# TO DO
The answer must be every line below that holds the word "items".

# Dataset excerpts
* * * * *

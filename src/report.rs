use std::fmt;

use chrono::{DateTime, TimeZone};

use crate::thread::{UpsetThread, UpsetThreadItem};

const BOLD_UPSET_FACTOR: i32 = 4;
const LINE_BREAK: &str = "  \n";

pub fn ordinal(n: i32) -> String {
    let suffix = match (n % 100, n % 10) {
        (11..=13, _) => "th",
        (_, 1) => "st",
        (_, 2) => "nd",
        (_, 3) => "rd",
        _ => "th",
    };
    format!("{n}{suffix}")
}

/// `Winner (chars) (seed N) score Loser (chars) (seed M)[, out at Kth] [- Upset Factor U]`
pub fn line_item(item: &UpsetThreadItem) -> String {
    let mut words = vec![item.winners_name.clone()];
    if !item.winners_characters.is_empty() {
        words.push(format!("({})", item.winners_characters));
    }
    words.push(format!("(seed {})", item.winners_seed));
    if let Some(score) = item.score.as_ref() {
        words.push(score.clone());
    }
    words.push(item.losers_name.clone());
    if !item.losers_characters.is_empty() {
        words.push(format!("({})", item.losers_characters));
    }
    let losers_seed = format!("(seed {})", item.losers_seed);
    if item.is_winners_bracket {
        words.push(losers_seed);
    } else {
        words.push(format!("{losers_seed}, out at {}", ordinal(item.losers_placement)));
    }
    if item.upset_factor > 0 {
        words.push(format!("- Upset Factor {}", item.upset_factor));
    }
    let text = words.join(" ");
    if item.upset_factor >= BOLD_UPSET_FACTOR {
        format!("**{text}**")
    } else {
        text
    }
}

pub fn dq_line_item(item: &UpsetThreadItem) -> String {
    item.losers_name.clone()
}

fn section(items: &[UpsetThreadItem], line: fn(&UpsetThreadItem) -> String) -> String {
    items.iter().map(line).collect::<Vec<_>>().join(LINE_BREAK)
}

pub fn bracket_url(slug: &str) -> String {
    format!("https://start.gg/{slug}")
}

pub fn to_markdown<Tz: TimeZone>(thread: &UpsetThread, updated_at: &DateTime<Tz>) -> String
where
    Tz::Offset: fmt::Display,
{
    format!(
        "[Bracket]({})\n\n# Winners\n{}\n\n# Losers\n{}\n\n# Notables\n{}\n\n# DQs\n{}\n\n*Last updated at: {}*\n",
        bracket_url(&thread.slug),
        section(&thread.winners, line_item),
        section(&thread.losers, line_item),
        section(&thread.notables, line_item),
        section(&thread.dqs, dq_line_item),
        updated_at.format("%m/%d/%Y %I:%M%P %Z"),
    )
}
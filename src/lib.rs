pub mod types;
pub mod config;
pub mod error;
pub mod seeding;
pub mod domain;
pub mod score;
pub mod classify;
pub mod thread;
pub mod codec;
pub mod store;
pub mod startgg;
pub mod normalize;
pub mod service;
pub mod report;

use config::*;
use error::{Result, UpsetError};
use service::{load_thread, UpsetService};
use startgg::{event_slug_from_link, FileSource, MatchSource, StartggClient};
use store::JsonFileStore;

use chrono::Local;
use clap::Parser;
use std::{fs, path::PathBuf, time::Duration};
use tracing::info;
use tracing_appender::non_blocking::WorkerGuard;
use tracing_subscriber::{fmt::writer::MakeWriterExt, EnvFilter};

// ── CLI ────────────────────────────────────────────────────────────────

/// Builds an upset thread for a start.gg event.
#[derive(Parser, Debug)]
#[command(name = "upset-thread")]
#[command(version)]
pub struct Cli {
    /// Event slug or start.gg event URL, e.g. tournament/genesis-9/event/melee-singles
    #[arg(long)]
    pub slug: String,

    /// Thread title; defaults to the event slug
    #[arg(long)]
    pub title: Option<String>,

    /// Read sets from a saved JSON file instead of the API
    #[arg(long)]
    pub file: Option<PathBuf>,

    /// Character roster JSON to use with --file
    #[arg(long, requires = "file")]
    pub characters: Option<PathBuf>,

    /// Videogame slug for character names
    #[arg(long)]
    pub game: Option<String>,

    /// Store file path
    #[arg(long)]
    pub store: Option<PathBuf>,

    /// Write the Markdown report here instead of stdout
    #[arg(long)]
    pub output: Option<PathBuf>,

    /// Render what is already stored without fetching
    #[arg(long, conflicts_with = "file")]
    pub from_store: bool,
}

// ── Entry point ────────────────────────────────────────────────────────

fn init_tracing() -> WorkerGuard {
    let logs_dir = logs_dir();
    fs::create_dir_all(&logs_dir).ok();
    let file_appender = tracing_appender::rolling::daily(&logs_dir, "app.log");
    let (non_blocking, guard) = tracing_appender::non_blocking(file_appender);
    tracing_subscriber::fmt()
        .with_env_filter(
            EnvFilter::try_from_default_env()
                .unwrap_or_else(|_| EnvFilter::new("info")),
        )
        .with_writer(non_blocking.and(std::io::stderr))
        .with_ansi(false)
        .init();
    guard
}

pub fn run() -> Result<()> {
    load_env_file();
    let cli = Cli::parse();
    let _guard = init_tracing();
    info!("upset-thread starting");
    run_with(cli)
}

pub fn run_with(cli: Cli) -> Result<()> {
    let mut config = load_config_inner().map_err(UpsetError::Config)?;
    if let Some(game) = cli.game.as_ref() {
        config.game_title = game.clone();
    }

    let slug = event_slug_from_link(&cli.slug)
        .ok_or_else(|| UpsetError::Config(format!("not a start.gg event slug: {}", cli.slug)))?;
    let title = cli.title.clone().unwrap_or_else(|| slug.clone());
    let store_path = cli
        .store
        .clone()
        .unwrap_or_else(|| resolve_repo_path(&config.store_path));
    let store = JsonFileStore::open(store_path)?;
    info!(slug = %slug, store = %store.path().display(), game = %config.game_title, "processing event");

    let thread = if cli.from_store {
        load_thread(&store, &slug, &title)?
    } else {
        let (source, page_delay): (Box<dyn MatchSource>, Duration) = match cli.file.as_ref() {
            Some(path) => (
                Box::new(FileSource::new(path.clone(), cli.characters.clone())) as Box<dyn MatchSource>,
                Duration::ZERO,
            ),
            None => {
                log_env_warnings(&config);
                let client = StartggClient::from_config(&config).map_err(UpsetError::Config)?;
                (Box::new(client) as Box<dyn MatchSource>, Duration::from_millis(config.page_delay_ms))
            }
        };
        UpsetService::new(&store, source.as_ref(), &config.game_title, page_delay).process(&slug, &title)?
    };

    let markdown = report::to_markdown(&thread, &Local::now());
    match cli.output.as_ref() {
        Some(path) => {
            if let Some(parent) = path.parent().filter(|parent| !parent.as_os_str().is_empty()) {
                fs::create_dir_all(parent)?;
            }
            fs::write(path, markdown)?;
            info!(path = %path.display(), items = thread.len(), "wrote upset thread");
        }
        None => print!("{markdown}"),
    }
    Ok(())
}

* * * * *

# RESULT FOR THIS EXERCISE
fn section(items: &[UpsetThreadItem], line: fn(&UpsetThreadItem) -> String) -> String {
    items.iter().map(line).collect::<Vec<_>>().join(LINE_BREAK)
            info!(path = %path.display(), items = thread.len(), "wrote upset thread");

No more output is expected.